After last month’s news that London banking and financial giant Barclays was fined £26 million, or $45 million, after one of its ex-traders admitted to purposely manipulating the price of gold, the World Gold Council decided to convene on how to fix the fixed gold pricing system Monday, July 7.

According to The Telegraphthe World Cold Council’s forum included representatives from virtually all areas of the gold industry, including bullion banks, exchange traded funds, refiners, exchanges and even mining companies.

These representatives, along with the four banks that determine the market price of gold twice daily — Barclays, HSBC, Canada’s Scotiabank and Societe Generale of France — discussed things participants want in the reform, alternative pricing models and whether or not the reform should modernize the current price-benchmark process, according to Sky News.

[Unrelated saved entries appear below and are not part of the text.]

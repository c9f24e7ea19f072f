//! Triangles and ray/triangle intersection

use super::Ray;
use crate::foundation::math::Vec3;

const EPSILON: f32 = 1e-6;

/// A triangle, wound counter-clockwise for a front face in the engine's
/// right-handed coordinate system
#[derive(Debug, Clone, Copy)]
pub struct Triangle {
    /// First vertex
    pub v0: Vec3,
    /// Second vertex
    pub v1: Vec3,
    /// Third vertex
    pub v2: Vec3,
}

impl Triangle {
    /// Creates a new triangle
    pub fn new(v0: Vec3, v1: Vec3, v2: Vec3) -> Self {
        Self { v0, v1, v2 }
    }

    /// Calculates the normal of the triangle (right-hand rule)
    pub fn normal(&self) -> Vec3 {
        let edge1 = self.v1 - self.v0;
        let edge2 = self.v2 - self.v0;
        edge1.cross(&edge2).normalize()
    }

    /// Calculates the centroid (center point) of the triangle
    pub fn centroid(&self) -> Vec3 {
        (self.v0 + self.v1 + self.v2) / 3.0
    }

    /// Möller-Trumbore ray-triangle intersection with back-face rejection.
    ///
    /// Returns the distance along the ray to the contact point, or `None`.
    /// A negative facing determinant means the ray approaches the triangle
    /// from behind and is rejected; a near-zero determinant means the ray is
    /// parallel to the triangle plane. The picking sign convention in
    /// `Scene::intersect` relies on this one-sided test.
    ///
    /// See: "Fast, Minimum Storage Ray/Triangle Intersection" by Möller & Trumbore
    pub fn intersect_ray_culling(&self, ray: &Ray) -> Option<f32> {
        let edge1 = self.v1 - self.v0;
        let edge2 = self.v2 - self.v0;

        let p = ray.direction.cross(&edge2);
        let det = edge1.dot(&p);

        // Back-facing triangle
        if det < 0.0 {
            return None;
        }
        // Ray parallel to the triangle plane
        if det < EPSILON {
            return None;
        }
        let inv_det = 1.0 / det;

        let s = ray.origin - self.v0;
        let u = s.dot(&p) * inv_det;
        if !(0.0..=1.0).contains(&u) {
            return None;
        }

        let q = s.cross(&edge1);
        let v = ray.direction.dot(&q) * inv_det;
        if v < 0.0 || u + v > 1.0 {
            return None;
        }

        let t = edge2.dot(&q) * inv_det;
        if t > EPSILON {
            Some(t)
        } else {
            None
        }
    }
}

#[cfg(test)]
mod tests {
    use super::*;
    use approx::assert_relative_eq;

    fn front_facing_triangle() -> Triangle {
        Triangle::new(
            Vec3::new(-1.0, -1.0, 0.0),
            Vec3::new(1.0, -1.0, 0.0),
            Vec3::new(0.0, 1.0, 0.0),
        )
    }

    #[test]
    fn test_ray_hits_triangle_at_distance_five() {
        let ray = Ray::new(Vec3::new(0.0, 0.0, 5.0), Vec3::new(0.0, 0.0, -1.0));
        let t = front_facing_triangle().intersect_ray_culling(&ray).unwrap();
        assert_relative_eq!(t, 5.0);
    }

    #[test]
    fn test_offset_ray_misses_triangle() {
        let ray = Ray::new(Vec3::new(10.0, 10.0, 5.0), Vec3::new(0.0, 0.0, -1.0));
        assert!(front_facing_triangle().intersect_ray_culling(&ray).is_none());
    }

    #[test]
    fn test_back_facing_triangle_is_rejected() {
        // Reverse the winding so the determinant flips sign
        let tri = Triangle::new(
            Vec3::new(1.0, -1.0, 0.0),
            Vec3::new(-1.0, -1.0, 0.0),
            Vec3::new(0.0, 1.0, 0.0),
        );
        let ray = Ray::new(Vec3::new(0.0, 0.0, 5.0), Vec3::new(0.0, 0.0, -1.0));
        assert!(tri.intersect_ray_culling(&ray).is_none());
    }

    #[test]
    fn test_parallel_ray_is_rejected() {
        let ray = Ray::new(Vec3::new(0.0, 5.0, 0.0), Vec3::new(1.0, 0.0, 0.0));
        assert!(front_facing_triangle().intersect_ray_culling(&ray).is_none());
    }

    #[test]
    fn test_contact_behind_origin_is_rejected() {
        let ray = Ray::new(Vec3::new(0.0, 0.0, -5.0), Vec3::new(0.0, 0.0, -1.0));
        assert!(front_facing_triangle().intersect_ray_culling(&ray).is_none());
    }

    #[test]
    fn test_normal_faces_positive_z() {
        assert_relative_eq!(front_facing_triangle().normal(), Vec3::new(0.0, 0.0, 1.0));
    }
}
//! Bounding spheres

use super::Ray;
use crate::foundation::math::Vec3;

/// A bounding sphere used for fast culling and picking rejection
#[derive(Debug, Clone, Copy, PartialEq)]
pub struct BoundingSphere {
    /// The center position of the sphere in world space
    pub center: Vec3,
    /// The radius of the sphere
    pub radius: f32,
}

impl BoundingSphere {
    /// Creates a new bounding sphere with the given center and radius
    pub fn new(center: Vec3, radius: f32) -> Self {
        Self { center, radius }
    }

    /// Check if this sphere intersects with another
    pub fn intersects(&self, other: &Self) -> bool {
        let distance_squared = (self.center - other.center).magnitude_squared();
        let radius_sum = self.radius + other.radius;
        distance_squared <= radius_sum * radius_sum
    }

    /// Test ray intersection with this sphere.
    ///
    /// Returns the distance along the ray to the nearest intersection in
    /// front of the origin, or `None`. Assumes a unit-length ray direction.
    pub fn intersect_ray(&self, ray: &Ray) -> Option<f32> {
        let oc = ray.origin - self.center;

        // Quadratic coefficients for |origin + t*direction - center|^2 = r^2
        let a = ray.direction.dot(&ray.direction);
        let b = 2.0 * oc.dot(&ray.direction);
        let c = oc.dot(&oc) - self.radius * self.radius;

        let discriminant = b * b - 4.0 * a * c;
        if discriminant < 0.0 {
            return None;
        }

        let sqrt_discriminant = discriminant.sqrt();
        let t1 = (-b - sqrt_discriminant) / (2.0 * a);
        let t2 = (-b + sqrt_discriminant) / (2.0 * a);

        if t1 > 0.0 {
            Some(t1)
        } else if t2 > 0.0 {
            Some(t2)
        } else {
            None
        }
    }
}

#[cfg(test)]
mod tests {
    use super::*;
    use approx::assert_relative_eq;

    #[test]
    fn test_ray_hits_sphere_at_near_surface() {
        let sphere = BoundingSphere::new(Vec3::zeros(), 1.0);
        let ray = Ray::new(Vec3::new(0.0, 0.0, 5.0), Vec3::new(0.0, 0.0, -1.0));
        let t = sphere.intersect_ray(&ray).unwrap();
        assert_relative_eq!(t, 4.0);
    }

    #[test]
    fn test_ray_misses_sphere() {
        let sphere = BoundingSphere::new(Vec3::zeros(), 1.0);
        let ray = Ray::new(Vec3::new(5.0, 5.0, 5.0), Vec3::new(0.0, 0.0, -1.0));
        assert!(sphere.intersect_ray(&ray).is_none());
    }

    #[test]
    fn test_ray_pointing_away_misses() {
        let sphere = BoundingSphere::new(Vec3::zeros(), 1.0);
        let ray = Ray::new(Vec3::new(0.0, 0.0, 5.0), Vec3::new(0.0, 0.0, 1.0));
        assert!(sphere.intersect_ray(&ray).is_none());
    }

    #[test]
    fn test_ray_from_inside_hits_far_surface() {
        let sphere = BoundingSphere::new(Vec3::zeros(), 2.0);
        let ray = Ray::new(Vec3::zeros(), Vec3::new(1.0, 0.0, 0.0));
        let t = sphere.intersect_ray(&ray).unwrap();
        assert_relative_eq!(t, 2.0);
    }

    #[test]
    fn test_sphere_sphere_overlap() {
        let a = BoundingSphere::new(Vec3::zeros(), 1.0);
        let b = BoundingSphere::new(Vec3::new(1.5, 0.0, 0.0), 1.0);
        let c = BoundingSphere::new(Vec3::new(5.0, 0.0, 0.0), 1.0);
        assert!(a.intersects(&b));
        assert!(!a.intersects(&c));
    }
}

“We are at the start of a process that will lead to a reformed and modernized gold benchmark which attracts a broader range of market participants,” Natalie Dempster, World Gold Council managing director for central banks and public policy, said. “We believe it should be based on executed trades and a tradable price, it should have highly transparent input data, should be calculated from a deep and liquid market and represent a physically deliverable price.”

“A high-end commodity demands a high-end protocol to ensure trust for the entire gold industry” says Licia Gray of CashNGold.

Whether the price of gold will increase or decrease over time as a result of these reforms remains to be seen — but it is clear that the world’s major banking centers are making changes to modernize the way the price of gold is determined.